我的最终目标是将从 PubMed 接收的元数据加载到pyspark中数据框.到目前为止,我已经成功地使用Shell脚本从PubMed数据库下载了我想要的数据.下载的数据为asn1格式.这是数据输入的示例:

My ultimate goal is to load meta data received from PubMed into a pyspark dataframe. So far, I have managed to download the data I want from the PubMed data base using a shell script. The downloaded data is in asn1 format. Here is an example of a data entry:

Pubmed-entry ::= {
  pmid 31782536,
  medent {
    em std {
      year 2019,
      month 11,
      day 30,
      hour 6,
      minute 0
    },
    cit {
      title {
        name "Impact of CYP2C19 genotype and drug interactions on voriconazole
 plasma concentrations: a spain pharmacogenetic-pharmacokinetic prospective
 multicenter study."
      },
      authors {
        names std {
          {
            name ml "Blanco Dorado S",
            affil str "Pharmacy Department, University Clinical Hospital
 Santiago de Compostela (CHUS). Santiago de Compostela, Spain.; Clinical
 Pharmacology Group, University Clinical Hospital, Health Research Institute
 of Santiago de Compostela (IDIS). Santiago de Compostela, Spain.; Department
 of Pharmacology, Pharmacy and Pharmaceutical Technology, Faculty of Pharmacy,
 University of Santiago de Compostela (USC). Santiago de Compostela, Spain."
          },
          {
            name ml "Maronas O",
            affil str "Genomic Medicine Group, Centro Nacional de Genotipado
 (CEGEN-PRB3), CIBERER, CIMUS, University of Santiago de Compostela (USC),
 Santiago de Compostela, Spain."
          },
          {
            name ml "Latorre-Pellicer A",
            affil str "Genomic Medicine Group, Centro Nacional de Genotipado
 (CEGEN-PRB3), CIBERER, CIMUS, University of Santiago de Compostela (USC),
 Santiago de Compostela, Spain."
          },
          {
            name ml "Rodriguez Jato T",
            affil str "Pharmacy Department, University Clinical Hospital
 Santiago de Compostela (CHUS). Santiago de Compostela, Spain."
          },
          {
            name ml "Lopez-Vizcaino A",
            affil str "Pharmacy Department, University Hospital Lucus Augusti
 (HULA). Lugo, Spain."
          },
          {
            name ml "Gomez Marquez A",
            affil str "Pharmacy Department, University Hospital Ourense
 (CHUO). Ourense, Spain."
          },
          {
            name ml "Bardan Garcia B",
            affil str "Pharmacy Department, University Hospital Ferrol (CHUF).
 A Coruna, Spain."
          },
          {
            name ml "Belles Medall D",
            affil str "Pharmacy Department, General University Hospital
 Castellon (GVA). Castellon, Spain."
          },
          {
            name ml "Barbeito Castineiras G",
            affil str "Microbiology Department, University Clinical Hospital
 Santiago de Compostela (CHUS). Santiago de Compostela, Spain."
          },
          {
            name ml "Perez Del Molino Bernal ML",
            affil str "Microbiology Department, University Clinical Hospital
 Santiago de Compostela (CHUS). Santiago de Compostela, Spain."
          },
          {
            name ml "Campos-Toimil M",
            affil str "Department of Pharmacology, Pharmacy and Pharmaceutical
 Technology, Faculty of Pharmacy, University of Santiago de Compostela (USC).

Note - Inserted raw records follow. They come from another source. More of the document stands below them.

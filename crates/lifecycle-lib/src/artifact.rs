//! Self-contained serialized model artifacts
//!
//! An artifact directory holds `model.json` (the fitted classifier plus the
//! feature column order it expects) and `input_example.json` (one row of
//! training input documenting the expected shape). The same two files are
//! uploaded to tracking runs and written to local snapshots.

use crate::classifier::{Classifier, ClassifierError};
use chrono::{DateTime, Utc};
use ndarray::Array2;
use serde::{Deserialize, Serialize};
use std::fs;
use std::path::{Path, PathBuf};

pub const MODEL_FILE: &str = "model.json";
pub const INPUT_EXAMPLE_FILE: &str = "input_example.json";

/// Error type for artifact encoding and loading
#[derive(Debug, thiserror::Error)]
pub enum ArtifactError {
    #[error("artifact I/O on {path:?}: {source}")]
    Io {
        path: PathBuf,
        #[source]
        source: std::io::Error,
    },

    #[error("artifact encoding: {0}")]
    Encoding(#[from] serde_json::Error),

    #[error("artifact is inconsistent: {0}")]
    Inconsistent(String),

    #[error(transparent)]
    Classifier(#[from] ClassifierError),
}

/// First training row, stored next to the model as a shape example
#[derive(Debug, Clone, PartialEq, Serialize, Deserialize)]
pub struct InputExample {
    pub columns: Vec<String>,
    pub data: Vec<Vec<f64>>,
}

impl InputExample {
    pub fn from_first_row(columns: &[String], x: &Array2<f64>) -> Self {
        let data = x
            .rows()
            .into_iter()
            .next()
            .map(|row| vec![row.to_vec()])
            .unwrap_or_default();
        Self {
            columns: columns.to_vec(),
            data,
        }
    }
}

/// A fitted classifier with everything needed to serve it
#[derive(Debug, Clone, Serialize, Deserialize)]
pub struct ModelArtifact {
    pub model_type: String,
    /// Column order the classifier was fitted on
    pub feature_names: Vec<String>,
    pub classifier: Classifier,
    pub trained_at: DateTime<Utc>,
}

impl ModelArtifact {
    pub fn new(model_type: impl Into<String>, feature_names: Vec<String>, classifier: Classifier) -> Self {
        Self {
            model_type: model_type.into(),
            feature_names,
            classifier,
            trained_at: Utc::now(),
        }
    }

    pub fn to_bytes(&self) -> Result<Vec<u8>, ArtifactError> {
        Ok(serde_json::to_vec_pretty(self)?)
    }

    /// Decode and check the classifier agrees with the recorded columns
    pub fn from_bytes(bytes: &[u8]) -> Result<Self, ArtifactError> {
        let artifact: Self = serde_json::from_slice(bytes)?;
        let fitted = artifact.classifier.n_features();
        if fitted != artifact.feature_names.len() {
            return Err(ArtifactError::Inconsistent(format!(
                "classifier expects {} features but {} columns are recorded",
                fitted,
                artifact.feature_names.len()
            )));
        }
        if artifact.classifier.classes().is_empty() {
            return Err(ArtifactError::Inconsistent("classifier has no classes".to_string()));
        }
        artifact.classifier.validate()?;
        Ok(artifact)
    }

    pub fn classes(&self) -> &[i64] {
        self.classifier.classes()
    }

    /// Predict one row given in [`feature_names`](Self::feature_names) order
    pub fn predict_one(&self, features: &[f64]) -> Result<i64, ArtifactError> {
        let frame = Array2::from_shape_vec((1, features.len()), features.to_vec())
            .map_err(|e| ArtifactError::Inconsistent(e.to_string()))?;
        let labels = self.classifier.predict(&frame)?;
        labels
            .into_iter()
            .next()
            .ok_or_else(|| ArtifactError::Inconsistent("model returned no prediction".to_string()))
    }
}

/// Write both artifact files into `dir`, creating it if needed
pub fn write_dir(dir: &Path, artifact: &ModelArtifact, example: &InputExample) -> Result<(), ArtifactError> {
    fs::create_dir_all(dir).map_err(|source| ArtifactError::Io {
        path: dir.to_path_buf(),
        source,
    })?;
    write_file(&dir.join(MODEL_FILE), &artifact.to_bytes()?)?;
    write_file(&dir.join(INPUT_EXAMPLE_FILE), &serde_json::to_vec_pretty(example)?)?;
    Ok(())
}

/// Load the model file from an artifact directory
pub fn read_dir(dir: &Path) -> Result<ModelArtifact, ArtifactError> {
    let path = dir.join(MODEL_FILE);
    let bytes = fs::read(&path).map_err(|source| ArtifactError::Io { path, source })?;
    ModelArtifact::from_bytes(&bytes)
}

fn write_file(path: &Path, bytes: &[u8]) -> Result<(), ArtifactError> {
    fs::write(path, bytes).map_err(|source| ArtifactError::Io {
        path: path.to_path_buf(),
        source,
    })
}

#[cfg(test)]
pub(crate) mod test_support {
    use super::*;
    use crate::classifier::test_support::clustered_dataset;
    use crate::classifier::ModelSpec;

    pub fn feature_names() -> Vec<String> {
        ["sepal_length", "sepal_width", "petal_length", "petal_width"]
            .iter()
            .map(|s| s.to_string())
            .collect()
    }

    /// Small fitted forest over the clustered fixture
    pub fn fitted_artifact() -> (ModelArtifact, InputExample) {
        let (x, y) = clustered_dataset();
        let mut classifier = ModelSpec::RandomForest {
            n_estimators: 5,
            max_depth: None,
            random_state: 42,
        }
        .build();
        classifier.fit(&x, &y).unwrap();
        let example = InputExample::from_first_row(&feature_names(), &x);
        (ModelArtifact::new("RandomForest", feature_names(), classifier), example)
    }
}
//! Observability infrastructure for the model lifecycle
//!
//! Provides:
//! - Prometheus metrics for the prediction service (request counts, latency, labels served)
//! - Structured JSON logging of lifecycle milestones with tracing

use prometheus::{
    Encoder, HistogramOpts, HistogramVec, IntCounter, IntCounterVec, Opts, Registry, TextEncoder,
};
use std::sync::Arc;
use tracing::{info, warn};

/// Default histogram buckets for request latency (in seconds)
const LATENCY_BUCKETS: &[f64] = &[
    0.0005, 0.001, 0.0025, 0.005, 0.01, 0.025, 0.05, 0.1, 0.25, 0.5, 1.0, 2.5,
];

struct ServiceMetricsInner {
    registry: Registry,
    requests_total: IntCounterVec,
    request_latency_seconds: HistogramVec,
    predictions_total: IntCounterVec,
    audit_failures_total: IntCounter,
}

/// Prediction service metrics
///
/// Each instance owns its own registry so tests and embedded servers never
/// collide on metric names. Clones share the same counters.
#[derive(Clone)]
pub struct ServiceMetrics {
    inner: Arc<ServiceMetricsInner>,
}

impl Default for ServiceMetrics {
    fn default() -> Self {
        Self::new()
    }
}

impl ServiceMetrics {
    pub fn new() -> Self {
        let registry = Registry::new();

        let requests_total = IntCounterVec::new(
            Opts::new(
                "prediction_service_requests_total",
                "Requests handled by the prediction service",
            ),
            &["endpoint"],
        )
        .expect("Failed to create requests_total");

        let request_latency_seconds = HistogramVec::new(
            HistogramOpts::new(
                "prediction_service_request_latency_seconds",
                "Time spent handling a request",
            )
            .buckets(LATENCY_BUCKETS.to_vec()),
            &["endpoint"],
        )
        .expect("Failed to create request_latency_seconds");

        let predictions_total = IntCounterVec::new(
            Opts::new(
                "prediction_service_predictions_total",
                "Predictions served, by predicted label",
            ),
            &["label"],
        )
        .expect("Failed to create predictions_total");

        let audit_failures_total = IntCounter::new(
            "prediction_service_audit_failures_total",
            "Predictions whose audit record could not be written",
        )
        .expect("Failed to create audit_failures_total");

        registry
            .register(Box::new(requests_total.clone()))
            .expect("Failed to register requests_total");
        registry
            .register(Box::new(request_latency_seconds.clone()))
            .expect("Failed to register request_latency_seconds");
        registry
            .register(Box::new(predictions_total.clone()))
            .expect("Failed to register predictions_total");
        registry
            .register(Box::new(audit_failures_total.clone()))
            .expect("Failed to register audit_failures_total");

        Self {
            inner: Arc::new(ServiceMetricsInner {
                registry,
                requests_total,
                request_latency_seconds,
                predictions_total,
                audit_failures_total,
            }),
        }
    }

    /// Count one request to `endpoint` and record how long it took
    pub fn observe_request(&self, endpoint: &str, duration_secs: f64) {
        self.inner.requests_total.with_label_values(&[endpoint]).inc();
        self.inner
            .request_latency_seconds
            .with_label_values(&[endpoint])
            .observe(duration_secs);
    }

    pub fn inc_prediction(&self, label: i64) {
        self.inner
            .predictions_total
            .with_label_values(&[&label.to_string()])
            .inc();
    }

    pub fn inc_audit_failures(&self) {
        self.inner.audit_failures_total.inc();
    }

    pub fn request_count(&self, endpoint: &str) -> u64 {
        self.inner.requests_total.with_label_values(&[endpoint]).get()
    }

    pub fn audit_failures(&self) -> u64 {
        self.inner.audit_failures_total.get()
    }

    /// Text exposition of every metric in this instance's registry
    pub fn encode(&self) -> Result<String, prometheus::Error> {
        let encoder = TextEncoder::new();
        let mut buffer = Vec::new();
        encoder.encode(&self.inner.registry.gather(), &mut buffer)?;
        String::from_utf8(buffer).map_err(|e| prometheus::Error::Msg(e.to_string()))
    }
}

/// Structured logger for lifecycle events
///
/// Every method emits one event with a stable `event` field so log
/// pipelines can filter on milestones.
#[derive(Clone)]
pub struct StructuredLogger {
    component: String,
}

impl StructuredLogger {
    pub fn new(component: impl Into<String>) -> Self {
        Self {
            component: component.into(),
        }
    }

    pub fn log_data_check(&self, dataset: &str, status: &str, digest: Option<&str>, changed: bool) {
        info!(
            event = "data_change_checked",
            component = %self.component,
            dataset = %dataset,
            status = %status,
            digest = ?digest,
            changed = changed,
            "Dataset change check complete"
        );
    }

    pub fn log_candidate_trained(&self, model_type: &str, run_id: &str, accuracy: f64, weighted_f1: f64) {
        info!(
            event = "candidate_trained",
            component = %self.component,
            model_type = %model_type,
            run_id = %run_id,
            accuracy = accuracy,
            f1_score = weighted_f1,
            "Trained candidate model"
        );
    }

    pub fn log_model_promoted(
        &self,
        model_name: &str,
        version: u64,
        model_type: &str,
        metric: &str,
        metric_value: f64,
        snapshot: &str,
    ) {
        info!(
            event = "model_promoted",
            component = %self.component,
            model_name = %model_name,
            version = version,
            model_type = %model_type,
            metric = %metric,
            metric_value = metric_value,
            snapshot = %snapshot,
            "Promoted new model version"
        );
    }

    /// Log the undo of a partially completed promotion
    pub fn log_promotion_compensated(&self, model_name: &str, version: u64, reason: &str, success: bool) {
        if success {
            warn!(
                event = "promotion_compensated",
                component = %self.component,
                model_name = %model_name,
                version = version,
                reason = %reason,
                "Promotion rolled back, previous active version unchanged"
            );
        } else {
            warn!(
                event = "promotion_compensated",
                component = %self.component,
                model_name = %model_name,
                version = version,
                reason = %reason,
                success = false,
                "Promotion rollback incomplete, registry may hold an orphan version"
            );
        }
    }

    pub fn log_model_resolved(&self, source: &str, model_type: &str, fallback: bool) {
        if fallback {
            warn!(
                event = "model_resolved",
                component = %self.component,
                source = %source,
                model_type = %model_type,
                fallback = true,
                "Registry unavailable, serving local snapshot"
            );
        } else {
            info!(
                event = "model_resolved",
                component = %self.component,
                source = %source,
                model_type = %model_type,
                fallback = false,
                "Resolved active model from registry"
            );
        }
    }

    pub fn log_prediction(&self, features: &[f64], prediction: i64, latency_secs: f64) {
        info!(
            event = "prediction_served",
            component = %self.component,
            features = ?features,
            prediction = prediction,
            latency_secs = latency_secs,
            "Served prediction"
        );
    }

    pub fn log_startup(&self, version: &str, model_source: &str) {
        info!(
            event = "server_started",
            component = %self.component,
            server_version = %version,
            model_source = %model_source,
            "Prediction server started"
        );
    }

    pub fn log_shutdown(&self, reason: &str) {
        info!(
            event = "server_shutdown",
            component = %self.component,
            reason = %reason,
            "Prediction server shutting down"
        );
    }
}

#[cfg(test)]
mod tests {
    use super::*;

    #[test]
    fn test_instances_do_not_share_counters() {
        let a = ServiceMetrics::new();
        let b = ServiceMetrics::new();

        a.observe_request("metrics", 0.01);
        a.observe_request("metrics", 0.02);

        assert_eq!(a.request_count("metrics"), 2);
        assert_eq!(b.request_count("metrics"), 0);
    }

    #[test]
    fn test_clones_share_counters() {
        let metrics = ServiceMetrics::new();
        let clone = metrics.clone();
        clone.inc_audit_failures();
        assert_eq!(metrics.audit_failures(), 1);
    }

    #[test]
    fn test_encode_exposes_named_series() {
        let metrics = ServiceMetrics::new();
        metrics.observe_request("metrics", 0.003);
        metrics.inc_prediction(2);

        let text = metrics.encode().unwrap();
        assert!(text.contains("prediction_service_requests_total{endpoint=\"metrics\"} 1"));
        assert!(text.contains("prediction_service_request_latency_seconds_bucket"));
        assert!(text.contains("prediction_service_predictions_total{label=\"2\"} 1"));
    }

    #[test]
    fn test_structured_logger_creation() {
        let logger = StructuredLogger::new("pipeline");
        assert_eq!(logger.component, "pipeline");
    }
}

 Santiago de Compostela, Spain."
          },
          {
            name ml "Otero Espinar F",
            affil str "Department of Pharmacology, Pharmacy and Pharmaceutical
 Technology, Faculty of Pharmacy, University of Santiago de Compostela (USC).
 Santiago de Compostela, Spain."
          },
          {
            name ml "Blanco Hortas A",
            affil str "Epidemiology Unit. Fundacion Instituto de Investigacion
 Sanitaria de Santiago de Compostela (FIDIS), University Hospital Lucus
 Augusti (HULA), Spain."
          },
          {
            name ml "Duran Pineiro G",
            affil str "Clinical Pharmacology Group, University Clinical
 Hospital, Health Research Institute of Santiago de Compostela (IDIS).
 Santiago de Compostela, Spain."
          },
          {
            name ml "Zarra Ferro I",
            affil str "Pharmacy Department, University Clinical Hospital
 Santiago de Compostela (CHUS). Santiago de Compostela, Spain.; Clinical
 Pharmacology Group, University Clinical Hospital, Health Research Institute
 of Santiago de Compostela (IDIS). Santiago de Compostela, Spain."
          },
          {
            name ml "Carracedo A",
            affil str "Genomic Medicine Group, Centro Nacional de Genotipado
 (CEGEN-PRB3), CIBERER, CIMUS, University of Santiago de Compostela (USC),
 Santiago de Compostela, Spain.; Galician Foundation of Genomic Medicine,
 Health Research Institute of Santiago de Compostela (IDIS), SERGAS, Santiago
 de Compostela, Spain."
          },
          {
            name ml "Lamas MJ",
            affil str "Clinical Pharmacology Group, University Clinical
 Hospital, Health Research Institute of Santiago de Compostela (IDIS).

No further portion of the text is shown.